[WHAT THE EXERCISE ASKS]:
In these entries, tally the lines where "find" occurs. Respond with only the count.

[RECORDS PROVIDED]:
⟨

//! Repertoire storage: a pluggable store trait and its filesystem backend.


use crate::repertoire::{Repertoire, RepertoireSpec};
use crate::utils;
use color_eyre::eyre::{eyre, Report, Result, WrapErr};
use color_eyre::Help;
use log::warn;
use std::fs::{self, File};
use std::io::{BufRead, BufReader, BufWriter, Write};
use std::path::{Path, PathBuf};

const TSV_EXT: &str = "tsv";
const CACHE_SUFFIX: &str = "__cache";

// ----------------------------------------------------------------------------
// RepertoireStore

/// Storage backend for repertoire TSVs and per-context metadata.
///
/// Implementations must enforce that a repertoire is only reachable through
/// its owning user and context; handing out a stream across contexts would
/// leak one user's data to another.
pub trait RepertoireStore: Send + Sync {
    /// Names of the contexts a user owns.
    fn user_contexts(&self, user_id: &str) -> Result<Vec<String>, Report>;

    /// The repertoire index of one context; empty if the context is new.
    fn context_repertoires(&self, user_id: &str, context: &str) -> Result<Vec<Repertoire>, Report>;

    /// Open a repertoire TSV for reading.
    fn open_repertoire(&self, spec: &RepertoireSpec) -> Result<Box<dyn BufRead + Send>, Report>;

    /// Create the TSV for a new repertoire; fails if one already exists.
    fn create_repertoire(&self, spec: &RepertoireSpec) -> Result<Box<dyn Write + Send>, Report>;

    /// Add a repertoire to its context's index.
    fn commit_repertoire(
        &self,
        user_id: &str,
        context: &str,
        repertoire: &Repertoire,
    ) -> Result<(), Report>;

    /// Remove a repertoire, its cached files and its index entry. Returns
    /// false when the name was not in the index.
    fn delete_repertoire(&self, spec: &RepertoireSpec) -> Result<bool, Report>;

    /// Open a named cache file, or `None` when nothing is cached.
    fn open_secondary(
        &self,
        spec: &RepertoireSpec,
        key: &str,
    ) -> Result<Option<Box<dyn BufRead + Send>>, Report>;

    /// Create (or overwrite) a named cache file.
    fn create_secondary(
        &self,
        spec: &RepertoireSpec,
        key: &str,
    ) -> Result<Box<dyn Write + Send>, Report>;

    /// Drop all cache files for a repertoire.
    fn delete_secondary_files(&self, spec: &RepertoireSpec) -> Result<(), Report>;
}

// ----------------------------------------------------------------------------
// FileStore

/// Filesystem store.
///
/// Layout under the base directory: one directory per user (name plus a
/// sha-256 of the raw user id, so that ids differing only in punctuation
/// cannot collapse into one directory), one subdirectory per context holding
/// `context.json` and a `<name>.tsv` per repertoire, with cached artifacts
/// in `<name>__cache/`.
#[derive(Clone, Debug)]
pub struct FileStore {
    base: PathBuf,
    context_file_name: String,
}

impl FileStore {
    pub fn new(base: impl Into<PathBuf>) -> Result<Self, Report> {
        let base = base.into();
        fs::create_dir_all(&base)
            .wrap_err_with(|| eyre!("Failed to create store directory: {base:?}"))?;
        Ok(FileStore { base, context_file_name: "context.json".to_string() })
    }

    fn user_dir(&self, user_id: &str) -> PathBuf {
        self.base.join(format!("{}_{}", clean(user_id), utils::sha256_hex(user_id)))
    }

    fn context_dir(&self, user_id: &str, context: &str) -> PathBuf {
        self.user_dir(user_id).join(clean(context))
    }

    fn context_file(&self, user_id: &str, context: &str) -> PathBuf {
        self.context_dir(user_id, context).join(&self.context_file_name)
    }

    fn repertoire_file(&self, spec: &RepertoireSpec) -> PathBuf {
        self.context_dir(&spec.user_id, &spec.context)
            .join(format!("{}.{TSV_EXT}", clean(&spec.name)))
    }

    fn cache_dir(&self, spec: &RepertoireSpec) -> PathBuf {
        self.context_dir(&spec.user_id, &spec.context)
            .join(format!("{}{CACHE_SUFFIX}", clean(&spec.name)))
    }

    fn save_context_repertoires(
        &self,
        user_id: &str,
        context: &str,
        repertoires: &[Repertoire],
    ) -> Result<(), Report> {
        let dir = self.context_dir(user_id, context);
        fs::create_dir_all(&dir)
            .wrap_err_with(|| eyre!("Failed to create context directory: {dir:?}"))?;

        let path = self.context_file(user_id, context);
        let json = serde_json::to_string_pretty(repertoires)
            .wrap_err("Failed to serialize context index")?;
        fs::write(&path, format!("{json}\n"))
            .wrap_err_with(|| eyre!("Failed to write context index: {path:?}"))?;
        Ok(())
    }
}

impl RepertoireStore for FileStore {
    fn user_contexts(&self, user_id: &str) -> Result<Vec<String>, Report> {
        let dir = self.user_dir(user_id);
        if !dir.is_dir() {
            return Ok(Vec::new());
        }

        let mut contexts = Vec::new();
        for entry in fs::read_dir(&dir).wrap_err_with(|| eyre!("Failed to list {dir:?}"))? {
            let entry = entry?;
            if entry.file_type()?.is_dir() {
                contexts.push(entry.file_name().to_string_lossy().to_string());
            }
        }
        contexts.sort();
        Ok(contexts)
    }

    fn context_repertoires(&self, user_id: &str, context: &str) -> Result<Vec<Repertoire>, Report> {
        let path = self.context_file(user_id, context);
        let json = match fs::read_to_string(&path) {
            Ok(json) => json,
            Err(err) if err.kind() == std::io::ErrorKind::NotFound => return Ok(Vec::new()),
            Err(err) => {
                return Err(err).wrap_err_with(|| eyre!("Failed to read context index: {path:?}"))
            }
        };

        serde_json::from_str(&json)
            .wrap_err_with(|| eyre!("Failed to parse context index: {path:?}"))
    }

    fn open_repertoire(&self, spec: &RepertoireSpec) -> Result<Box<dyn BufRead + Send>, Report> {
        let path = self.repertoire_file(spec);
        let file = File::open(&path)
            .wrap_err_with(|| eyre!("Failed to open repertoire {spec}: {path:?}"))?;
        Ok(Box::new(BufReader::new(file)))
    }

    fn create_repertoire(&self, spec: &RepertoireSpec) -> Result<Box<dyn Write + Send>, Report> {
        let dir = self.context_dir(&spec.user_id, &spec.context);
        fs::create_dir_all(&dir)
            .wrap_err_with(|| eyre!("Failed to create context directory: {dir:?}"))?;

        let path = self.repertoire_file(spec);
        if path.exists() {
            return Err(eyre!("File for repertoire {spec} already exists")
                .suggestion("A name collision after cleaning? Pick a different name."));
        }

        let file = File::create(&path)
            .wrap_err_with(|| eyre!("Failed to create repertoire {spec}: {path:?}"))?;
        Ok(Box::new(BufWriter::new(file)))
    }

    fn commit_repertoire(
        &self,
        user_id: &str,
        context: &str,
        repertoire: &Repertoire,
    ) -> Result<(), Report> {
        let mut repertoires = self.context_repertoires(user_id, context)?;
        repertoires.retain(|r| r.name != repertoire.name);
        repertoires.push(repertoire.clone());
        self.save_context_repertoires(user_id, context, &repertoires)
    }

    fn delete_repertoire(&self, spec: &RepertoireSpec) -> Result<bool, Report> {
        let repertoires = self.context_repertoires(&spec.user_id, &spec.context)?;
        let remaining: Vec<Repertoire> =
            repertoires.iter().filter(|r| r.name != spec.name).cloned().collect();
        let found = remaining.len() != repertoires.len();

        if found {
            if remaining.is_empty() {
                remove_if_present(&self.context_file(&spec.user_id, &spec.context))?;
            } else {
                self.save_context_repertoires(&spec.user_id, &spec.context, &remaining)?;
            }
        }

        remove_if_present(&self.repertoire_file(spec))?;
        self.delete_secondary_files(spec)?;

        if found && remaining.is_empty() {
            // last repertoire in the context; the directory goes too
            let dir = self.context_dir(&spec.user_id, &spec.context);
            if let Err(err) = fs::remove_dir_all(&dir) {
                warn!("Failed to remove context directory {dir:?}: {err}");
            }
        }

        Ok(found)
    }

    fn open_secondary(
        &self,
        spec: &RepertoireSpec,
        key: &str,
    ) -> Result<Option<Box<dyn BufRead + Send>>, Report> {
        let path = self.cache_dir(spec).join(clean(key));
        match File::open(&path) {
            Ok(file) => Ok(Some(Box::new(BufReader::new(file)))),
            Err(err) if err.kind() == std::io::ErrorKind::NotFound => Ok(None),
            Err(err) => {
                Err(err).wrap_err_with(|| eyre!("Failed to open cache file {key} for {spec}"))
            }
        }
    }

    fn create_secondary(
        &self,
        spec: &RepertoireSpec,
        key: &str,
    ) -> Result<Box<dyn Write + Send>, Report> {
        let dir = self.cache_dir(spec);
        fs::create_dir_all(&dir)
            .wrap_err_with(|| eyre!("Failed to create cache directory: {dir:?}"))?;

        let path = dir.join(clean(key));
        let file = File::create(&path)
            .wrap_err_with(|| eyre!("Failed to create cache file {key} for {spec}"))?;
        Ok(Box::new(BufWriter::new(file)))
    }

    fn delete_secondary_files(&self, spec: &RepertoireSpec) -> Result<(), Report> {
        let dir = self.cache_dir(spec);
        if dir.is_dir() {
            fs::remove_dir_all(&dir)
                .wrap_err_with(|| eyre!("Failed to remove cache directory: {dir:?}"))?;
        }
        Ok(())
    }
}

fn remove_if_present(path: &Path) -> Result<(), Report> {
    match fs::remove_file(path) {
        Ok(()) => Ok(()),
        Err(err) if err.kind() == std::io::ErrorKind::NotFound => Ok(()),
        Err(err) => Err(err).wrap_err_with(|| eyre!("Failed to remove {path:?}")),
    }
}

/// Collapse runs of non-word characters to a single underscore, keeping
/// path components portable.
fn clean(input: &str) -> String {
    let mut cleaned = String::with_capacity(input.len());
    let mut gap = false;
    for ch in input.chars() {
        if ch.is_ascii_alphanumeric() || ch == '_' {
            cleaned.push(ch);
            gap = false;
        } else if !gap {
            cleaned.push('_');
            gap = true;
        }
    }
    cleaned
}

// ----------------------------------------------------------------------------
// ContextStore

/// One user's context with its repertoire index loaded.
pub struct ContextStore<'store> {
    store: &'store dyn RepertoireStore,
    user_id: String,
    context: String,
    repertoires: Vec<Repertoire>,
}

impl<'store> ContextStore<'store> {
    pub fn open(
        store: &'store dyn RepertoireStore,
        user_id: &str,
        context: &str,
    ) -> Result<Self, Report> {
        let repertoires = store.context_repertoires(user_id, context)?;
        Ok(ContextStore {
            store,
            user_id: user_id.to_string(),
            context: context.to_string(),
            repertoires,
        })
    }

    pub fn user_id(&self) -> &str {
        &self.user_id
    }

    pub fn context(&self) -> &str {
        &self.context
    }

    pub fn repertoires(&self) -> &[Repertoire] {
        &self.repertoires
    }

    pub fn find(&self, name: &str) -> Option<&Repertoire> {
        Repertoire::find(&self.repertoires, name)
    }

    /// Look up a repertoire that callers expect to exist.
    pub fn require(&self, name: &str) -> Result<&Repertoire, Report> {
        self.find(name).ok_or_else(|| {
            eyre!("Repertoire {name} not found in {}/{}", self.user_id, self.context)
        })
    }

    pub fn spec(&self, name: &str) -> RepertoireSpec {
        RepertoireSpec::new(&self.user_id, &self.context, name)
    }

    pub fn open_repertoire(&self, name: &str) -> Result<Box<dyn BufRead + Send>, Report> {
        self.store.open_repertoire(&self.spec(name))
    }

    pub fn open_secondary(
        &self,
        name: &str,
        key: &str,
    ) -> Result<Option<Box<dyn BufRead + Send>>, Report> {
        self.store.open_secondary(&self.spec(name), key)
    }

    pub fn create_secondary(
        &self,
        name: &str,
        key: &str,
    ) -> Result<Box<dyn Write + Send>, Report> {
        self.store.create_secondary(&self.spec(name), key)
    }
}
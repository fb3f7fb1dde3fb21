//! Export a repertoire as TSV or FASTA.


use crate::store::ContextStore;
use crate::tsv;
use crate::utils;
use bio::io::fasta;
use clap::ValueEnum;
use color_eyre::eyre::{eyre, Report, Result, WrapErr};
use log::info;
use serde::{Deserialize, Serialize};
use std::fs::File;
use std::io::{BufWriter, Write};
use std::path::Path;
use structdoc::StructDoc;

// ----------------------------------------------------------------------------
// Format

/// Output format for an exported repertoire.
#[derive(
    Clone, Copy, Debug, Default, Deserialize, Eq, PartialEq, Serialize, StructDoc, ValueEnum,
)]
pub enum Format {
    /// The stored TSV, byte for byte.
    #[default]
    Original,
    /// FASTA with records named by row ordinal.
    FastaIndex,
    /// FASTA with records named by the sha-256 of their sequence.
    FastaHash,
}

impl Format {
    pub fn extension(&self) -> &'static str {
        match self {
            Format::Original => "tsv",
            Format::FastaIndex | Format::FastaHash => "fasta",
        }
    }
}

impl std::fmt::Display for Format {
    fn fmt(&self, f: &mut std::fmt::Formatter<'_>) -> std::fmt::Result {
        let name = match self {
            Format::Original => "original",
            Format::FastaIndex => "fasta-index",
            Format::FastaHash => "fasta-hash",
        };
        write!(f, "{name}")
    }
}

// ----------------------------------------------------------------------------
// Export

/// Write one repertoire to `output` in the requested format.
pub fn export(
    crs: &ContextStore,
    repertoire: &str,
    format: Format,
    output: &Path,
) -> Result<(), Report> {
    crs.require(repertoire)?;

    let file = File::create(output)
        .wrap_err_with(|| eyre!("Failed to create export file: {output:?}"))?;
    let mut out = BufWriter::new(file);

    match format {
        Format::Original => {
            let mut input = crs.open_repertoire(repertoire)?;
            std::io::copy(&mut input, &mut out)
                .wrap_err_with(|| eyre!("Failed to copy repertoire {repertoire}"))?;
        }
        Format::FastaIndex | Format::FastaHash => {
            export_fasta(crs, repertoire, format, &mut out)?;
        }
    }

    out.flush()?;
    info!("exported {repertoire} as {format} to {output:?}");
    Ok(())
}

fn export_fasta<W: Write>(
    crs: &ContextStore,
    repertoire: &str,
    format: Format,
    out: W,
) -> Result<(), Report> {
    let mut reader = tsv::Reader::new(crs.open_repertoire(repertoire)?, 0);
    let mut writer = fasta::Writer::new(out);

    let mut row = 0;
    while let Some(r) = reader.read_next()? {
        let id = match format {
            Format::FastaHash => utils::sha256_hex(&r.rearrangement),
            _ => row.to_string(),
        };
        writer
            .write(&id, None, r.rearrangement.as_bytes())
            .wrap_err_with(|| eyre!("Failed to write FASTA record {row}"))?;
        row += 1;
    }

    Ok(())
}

⟩

[PROBLEM SOLUTION]:
3